On the date of trial the Respondent informed the Court that it was not contesting paragraph 13 (ii) of the Applicants prayer and tendered a sum of E243-60 in lieu of the item. Judgment was accordingly granted. The Respondent was ordered to pay the Applicant a sum of E243-00 relating to the 12 days additional notice claimed.


The Applicant testified in Court in support of his claim. The Applicant stated that he was employed by the Respondent on the 19th November 1986 as an Operator. He was operating a machine for drilling linings and making linings.

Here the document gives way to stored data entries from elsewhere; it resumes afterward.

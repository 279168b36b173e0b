//! Static gradient fallback under the GPU layer.
//!
//! The haze is always part of the composition: when the pillar session is
//! live it sits underneath as faint atmosphere, and when the session never
//! mounts it is the whole backdrop. Because it exists unconditionally, the
//! renderer never has to signal failure through shared state; the caller
//! simply keeps the haze at `haze_opacity * opacity` strength.

use std::path::Path;

use anyhow::{Context, Result};
use image::{Rgba, RgbaImage};

use crate::types::PillarParams;

/// One soft elliptical glow. `center` is a fraction of the target size,
/// `radius` is in pixels, and coverage fades linearly to zero at
/// `FADE_EXTENT` of the radius, matching the layered-gradient look the
/// backdrop was designed around.
#[derive(Debug, Clone, Copy)]
struct RadialLayer {
    center: (f32, f32),
    radius: (f32, f32),
    color: [f32; 3],
    alpha: f32,
}

const FADE_EXTENT: f32 = 0.6;

impl RadialLayer {
    fn coverage(&self, x: f32, y: f32, width: f32, height: f32) -> f32 {
        let cx = self.center.0 * width;
        let cy = self.center.1 * height;
        let dx = (x - cx) / self.radius.0;
        let dy = (y - cy) / self.radius.1;
        let dist = (dx * dx + dy * dy).sqrt();
        self.alpha * (1.0 - dist / FADE_EXTENT).clamp(0.0, 1.0)
    }
}

/// The three-layer gradient haze for one scene.
#[derive(Debug, Clone)]
pub struct HazeLayer {
    layers: [RadialLayer; 3],
    opacity: f32,
}

impl HazeLayer {
    /// Derives the haze from the same parameters that drive the GPU layer:
    /// the two scene colors as side glows plus a neutral center wash.
    pub fn from_params(params: &PillarParams) -> Self {
        let opacity = params.haze_opacity.clamp(0.0, 1.0) * params.opacity.clamp(0.0, 1.0);
        Self {
            layers: [
                RadialLayer {
                    center: (0.30, 0.25),
                    radius: (900.0, 500.0),
                    color: params.top_color,
                    alpha: 0.10,
                },
                RadialLayer {
                    center: (0.70, 0.25),
                    radius: (900.0, 500.0),
                    color: params.bottom_color,
                    alpha: 0.10,
                },
                RadialLayer {
                    center: (0.50, 0.70),
                    radius: (1100.0, 700.0),
                    color: [1.0, 1.0, 1.0],
                    alpha: 0.05,
                },
            ],
            opacity,
        }
    }

    /// Overall layer strength: exactly `haze_opacity * opacity`.
    pub fn effective_opacity(&self) -> f32 {
        self.opacity
    }

    /// Renders the haze to an RGBA bitmap for hosts without a GPU path.
    pub fn rasterize(&self, width: u32, height: u32) -> RgbaImage {
        let width = width.max(1);
        let height = height.max(1);
        let (w, h) = (width as f32, height as f32);

        RgbaImage::from_fn(width, height, |px, py| {
            let (x, y) = (px as f32 + 0.5, py as f32 + 0.5);
            let mut rgb = [0.0f32; 3];
            let mut alpha = 0.0f32;
            for layer in &self.layers {
                let a = layer.coverage(x, y, w, h);
                for (dst, src) in rgb.iter_mut().zip(layer.color) {
                    *dst = *dst * (1.0 - a) + src * a;
                }
                alpha = alpha * (1.0 - a) + a;
            }
            alpha *= self.opacity;

            let to_byte = |v: f32| (v.clamp(0.0, 1.0) * 255.0).round() as u8;
            Rgba([
                to_byte(rgb[0]),
                to_byte(rgb[1]),
                to_byte(rgb[2]),
                to_byte(alpha),
            ])
        })
    }

    /// Rasterizes and writes a PNG, for the viewer's no-GPU path.
    pub fn write_png(&self, path: &Path, width: u32, height: u32) -> Result<()> {
        self.rasterize(width, height)
            .save(path)
            .with_context(|| format!("failed to write haze fallback to {}", path.display()))
    }
}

He recalled the 22nd November 1990 an employee from Bulembu came at work bringing a dust count used to monitor the amount of dust. Before he was given a dust count he asked whether it worked better when it was with him or hanging on the machine. He was not given an answer. The employee from Bulembu went away to report. Mr Shilubane also came and charged the Applicant for having refused to put on the dust count. Mr Kunene the Line Manger came and told the Applicant that from that time he was suspended from work. The Applicant asked him to write a letter of suspension stating the reasons for suspension. He asked Mr Kunene to go with him to a shop steward and suspend him infront of a shop steward as he had failed to give the Applicant a letter of suspension. The Applicant came with a shop steward. Mr Kunene said he was not trying a case but only suspending him Mr. Shilubane is the Loss Control Manager.


The Applicant was told to come on the 23rd November 1990. On the 23rd November 1990 when he reached the office he was asked whether he refused to put on the dust count. He refused. He was found guilty of refusing to take the dust court. The employee of Havelock mine was not present during the hearing. The punishment given to the Applicant was a dismissal from work. The Applicant is married he has 3 children. On the 23rd November 1990 he had 2 children. He prays for reinstatement.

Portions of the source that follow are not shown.